“And at daybreak the sea returned to its eitan” (Exodus 14:27), sealing the fate of the Egyptians who unwisely pursued the Israelites into the split Red Sea. Rashi explains eitan as the sea’s initial strength. No human can match the might of the sea, and so the Egyptians were washed away.
Eitan means strong, lasting. Thus Jacob blessed Joseph that his bow will stay eitan when assailed by his enemies (Genesis 49:24). The Midrash associates Abraham with Eitan in Psalms 89, whose opening line credits its composition to Eitan the Ezrahite. According to the Midrash, Abraham is Eitan, who is praising God for faithfulness to the covenant. It is only fitting that Abraham appear in the guise of Eitan, as he is discussing God’s strength and enduring love.

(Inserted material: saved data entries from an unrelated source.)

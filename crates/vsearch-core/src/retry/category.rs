//! Transient-failure categories and the set type a policy enables.

use serde::{Deserialize, Serialize};
use std::fmt;

/// Cause of a transient failure that a policy may choose to retry.
#[derive(Debug, Clone, Copy, PartialEq, Eq, Hash, Serialize, Deserialize)]
#[serde(rename_all = "snake_case")]
pub enum RetryCategory {
    /// Deadline exceeded / request timed out.
    Timeout,
    /// Server asked us to slow down (e.g. 429).
    RateLimited,
    /// Server is temporarily unable to handle the request (e.g. 503).
    ServiceUnavailable,
    /// Connection refused, DNS failure, socket error.
    NetworkError,
}

impl RetryCategory {
    pub const ALL: [RetryCategory; 4] = [
        RetryCategory::Timeout,
        RetryCategory::RateLimited,
        RetryCategory::ServiceUnavailable,
        RetryCategory::NetworkError,
    ];

    const fn bit(self) -> u8 {
        match self {
            RetryCategory::Timeout => 1 << 0,
            RetryCategory::RateLimited => 1 << 1,
            RetryCategory::ServiceUnavailable => 1 << 2,
            RetryCategory::NetworkError => 1 << 3,
        }
    }

    pub fn as_str(self) -> &'static str {
        match self {
            RetryCategory::Timeout => "timeout",
            RetryCategory::RateLimited => "rate_limited",
            RetryCategory::ServiceUnavailable => "service_unavailable",
            RetryCategory::NetworkError => "network_error",
        }
    }
}

impl fmt::Display for RetryCategory {
    fn fmt(&self, f: &mut fmt::Formatter<'_>) -> fmt::Result {
        f.write_str(self.as_str())
    }
}

/// Set of enabled retry categories (bitset).
#[derive(Clone, Copy, PartialEq, Eq, Hash)]
pub struct RetryCategories(u8);

impl RetryCategories {
    pub const NONE: RetryCategories = RetryCategories(0);
    pub const ALL: RetryCategories = RetryCategories(
        RetryCategory::Timeout.bit()
            | RetryCategory::RateLimited.bit()
            | RetryCategory::ServiceUnavailable.bit()
            | RetryCategory::NetworkError.bit(),
    );

    pub const fn only(category: RetryCategory) -> Self {
        RetryCategories(category.bit())
    }

    #[must_use]
    pub const fn with(self, category: RetryCategory) -> Self {
        RetryCategories(self.0 | category.bit())
    }

    #[must_use]
    pub const fn without(self, category: RetryCategory) -> Self {
        RetryCategories(self.0 & !category.bit())
    }

    pub const fn contains(self, category: RetryCategory) -> bool {
        self.0 & category.bit() != 0
    }

    pub const fn is_empty(self) -> bool {
        self.0 == 0
    }

    pub fn iter(self) -> impl Iterator<Item = RetryCategory> {
        RetryCategory::ALL
            .into_iter()
            .filter(move |c| self.contains(*c))
    }
}

impl FromIterator<RetryCategory> for RetryCategories {
    fn from_iter<I: IntoIterator<Item = RetryCategory>>(iter: I) -> Self {
        iter.into_iter()
            .fold(RetryCategories::NONE, RetryCategories::with)
    }
}

impl fmt::Debug for RetryCategories {
    fn fmt(&self, f: &mut fmt::Formatter<'_>) -> fmt::Result {
        f.debug_set().entries(self.iter()).finish()
    }
}
//! Poll loop for one started remote operation.

use std::sync::{Mutex, MutexGuard, PoisonError};
use std::time::Duration;
use tokio::time::Instant;

use super::cancel::CancelSignal;
use super::error::OperationError;
use super::snapshot::{OperationHandle, OperationSnapshot};
use crate::retry::{run_with_retry, RetryPolicy, RetryStop};

pub const DEFAULT_POLL_INTERVAL: Duration = Duration::from_millis(250);
pub const DEFAULT_WAIT_TIMEOUT: Duration = Duration::from_secs(600);

/// Logical state, derived from the stored snapshot and flags.
#[derive(Debug, Clone, Copy, PartialEq, Eq)]
pub enum OperationPhase {
    Polling,
    Succeeded,
    /// Terminal unsuccessful snapshot, or the last wait timed out or
    /// exhausted its status-check retries.
    Failed,
    Canceled,
}

struct State<S> {
    snapshot: S,
    /// Last wait ended without a terminal snapshot (timeout / exhausted retries).
    wait_failed: bool,
}

/// Drives one remote long-running operation to a terminal state.
///
/// The controller spawns nothing: progress happens while a caller awaits
/// `wait_until_done`. `cancel` and `current_status` take `&self` and may be
/// called from another task while a wait is in progress.
pub struct OperationController<H: OperationHandle> {
    handle: H,
    policy: RetryPolicy,
    poll_interval: Duration,
    timeout: Duration,
    state: Mutex<State<H::Snapshot>>,
    cancel: CancelSignal,
    /// Serializes concurrent waiters so polls and retries never overlap.
    poll_lock: tokio::sync::Mutex<()>,
}

impl<H: OperationHandle> OperationController<H> {
    /// `initial` is the snapshot returned when the operation was started.
    pub fn new(handle: H, initial: H::Snapshot) -> Self {
        Self {
            handle,
            policy: RetryPolicy::default(),
            poll_interval: DEFAULT_POLL_INTERVAL,
            timeout: DEFAULT_WAIT_TIMEOUT,
            state: Mutex::new(State {
                snapshot: initial,
                wait_failed: false,
            }),
            cancel: CancelSignal::new(),
            poll_lock: tokio::sync::Mutex::new(()),
        }
    }

    #[must_use]
    pub fn with_retry_policy(mut self, policy: RetryPolicy) -> Self {
        self.policy = policy;
        self
    }

    #[must_use]
    pub fn with_poll_interval(mut self, poll_interval: Duration) -> Self {
        self.poll_interval = poll_interval;
        self
    }

    #[must_use]
    pub fn with_timeout(mut self, timeout: Duration) -> Self {
        self.timeout = timeout;
        self
    }

    pub fn handle(&self) -> &H {
        &self.handle
    }

    pub fn retry_policy(&self) -> &RetryPolicy {
        &self.policy
    }

    fn lock_state(&self) -> MutexGuard<'_, State<H::Snapshot>> {
        self.state.lock().unwrap_or_else(PoisonError::into_inner)
    }

    /// Latest known snapshot. No network call.
    pub fn current_status(&self) -> H::Snapshot {
        self.lock_state().snapshot.clone()
    }

    pub fn phase(&self) -> OperationPhase {
        let state = self.lock_state();
        if self.cancel.is_requested() {
            OperationPhase::Canceled
        } else if state.snapshot.is_terminal() {
            if state.snapshot.is_successful() {
                OperationPhase::Succeeded
            } else {
                OperationPhase::Failed
            }
        } else if state.wait_failed {
            OperationPhase::Failed
        } else {
            OperationPhase::Polling
        }
    }

    /// `wait_until_done` with the controller's configured interval and timeout.
    pub async fn wait(&self) -> Result<H::Snapshot, OperationError> {
        self.wait_until_done(self.poll_interval, self.timeout).await
    }

    /// Polls until the snapshot is terminal and returns it (successful or not).
    ///
    /// Fails with `StatusCheckExhausted` when a status check cannot be
    /// completed within the retry policy, `TimedOut` when `timeout` elapses
    /// first, and `Canceled` once `cancel` was called. A timeout leaves the
    /// remote operation running; it is never canceled implicitly.
    pub async fn wait_until_done(
        &self,
        poll_interval: Duration,
        timeout: Duration,
    ) -> Result<H::Snapshot, OperationError> {
        let _guard = self.poll_lock.lock().await;
        if let Some(done) = self.settled() {
            return done;
        }

        let deadline = deadline_after(timeout);
        self.lock_state().wait_failed = false;
        loop {
            if !self.pause(poll_interval, deadline).await {
                return Err(self.interrupted(timeout));
            }

            let fetched = run_with_retry(
                &self.policy,
                || self.handle.fetch_status(),
                |delay| self.pause(delay, deadline),
            )
            .await;
            let snapshot = match fetched {
                Ok(snapshot) => snapshot,
                Err(RetryStop::Interrupted) => return Err(self.interrupted(timeout)),
                Err(RetryStop::GaveUp { retries, last }) => {
                    tracing::warn!(retries, error = %last, "status check failed");
                    self.lock_state().wait_failed = true;
                    return Err(OperationError::StatusCheckExhausted {
                        retries,
                        source: last,
                    });
                }
            };

            // A terminal snapshot wins even if the deadline passed during the fetch.
            if let Some(done) = self.record(snapshot) {
                return done;
            }
            if Instant::now() >= deadline {
                return Err(self.interrupted(timeout));
            }
        }
    }

    /// Like `wait_until_done`, but an unsuccessful terminal snapshot becomes
    /// `OperationFailed` carrying the server's reason.
    pub async fn wait_for_success(
        &self,
        poll_interval: Duration,
        timeout: Duration,
    ) -> Result<H::Snapshot, OperationError> {
        let snapshot = self.wait_until_done(poll_interval, timeout).await?;
        if snapshot.is_successful() {
            Ok(snapshot)
        } else {
            Err(OperationError::OperationFailed {
                reason: snapshot
                    .failure_reason()
                    .unwrap_or("no reason reported")
                    .to_string(),
            })
        }
    }

    /// Requests remote cancellation once. Later calls, and calls after the
    /// operation already finished, return `Ok(())` without a remote request.
    ///
    /// If the request cannot be delivered the error is returned, but the
    /// controller stays canceled.
    pub async fn cancel(&self) -> Result<(), OperationError> {
        {
            let state = self.lock_state();
            if state.snapshot.is_terminal() {
                tracing::debug!("operation already finished, cancel ignored");
                return Ok(());
            }
            if !self.cancel.request() {
                return Ok(());
            }
        }
        tracing::info!("requesting remote cancellation");
        self.handle.request_cancel().await.map_err(|e| {
            tracing::warn!(error = %e, "cancel request failed");
            OperationError::CancelRequestFailed(e)
        })
    }

    /// Result for a controller that needs no further polling.
    fn settled(&self) -> Option<Result<H::Snapshot, OperationError>> {
        if self.cancel.is_requested() {
            return Some(Err(OperationError::Canceled));
        }
        let state = self.lock_state();
        state
            .snapshot
            .is_terminal()
            .then(|| Ok(state.snapshot.clone()))
    }

    /// Stores a fetched snapshot unless a terminal one is already stored.
    /// `poll_lock` already keeps a second waiter from getting here after a
    /// terminal snapshot; the check keeps the invariant local to this method.
    fn record(&self, snapshot: H::Snapshot) -> Option<Result<H::Snapshot, OperationError>> {
        let mut state = self.lock_state();
        if !state.snapshot.is_terminal() {
            state.snapshot = snapshot;
        }
        if self.cancel.is_requested() {
            return Some(Err(OperationError::Canceled));
        }
        if state.snapshot.is_terminal() {
            tracing::info!(
                successful = state.snapshot.is_successful(),
                "operation reached terminal state"
            );
            return Some(Ok(state.snapshot.clone()));
        }
        tracing::debug!("operation still running");
        None
    }

    /// Error for a wait cut short by cancel or deadline.
    fn interrupted(&self, timeout: Duration) -> OperationError {
        if self.cancel.is_requested() {
            return OperationError::Canceled;
        }
        tracing::info!(timeout_ms = timeout.as_millis() as u64, "wait timed out");
        self.lock_state().wait_failed = true;
        OperationError::TimedOut { timeout }
    }

    /// Sleeps for `duration`, cut short by cancel or `deadline`. Returns
    /// `true` only if the full duration elapsed before the deadline.
    async fn pause(&self, duration: Duration, deadline: Instant) -> bool {
        if self.cancel.is_requested() {
            return false;
        }
        let wake = Instant::now()
            .checked_add(duration)
            .map_or(deadline, |w| w.min(deadline));
        tokio::select! {
            biased;
            _ = self.cancel.requested() => false,
            _ = tokio::time::sleep_until(wake) => wake < deadline,
        }
    }
}

/// `now + timeout`, saturating far in the future for huge timeouts.
fn deadline_after(timeout: Duration) -> Instant {
    let now = Instant::now();
    now.checked_add(timeout)
        .unwrap_or_else(|| now + Duration::from_secs(60 * 60 * 24 * 365 * 30))
}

The Midrash, punning on the description of the Red Sea as returning to its eitan, states that the sea returned to its previous t’nai, condition. God created the Red Sea under the condition that it split during the Exodus. It was only after it fulfilled this condition that it reached its full strength. Rabbi. Shlomo Yosef Zevin reads this midrash as a metaphor for personal realisation. It is only through fulfilling goals and conditions set for us or that we set for ourselves that we can actualise our inner strength.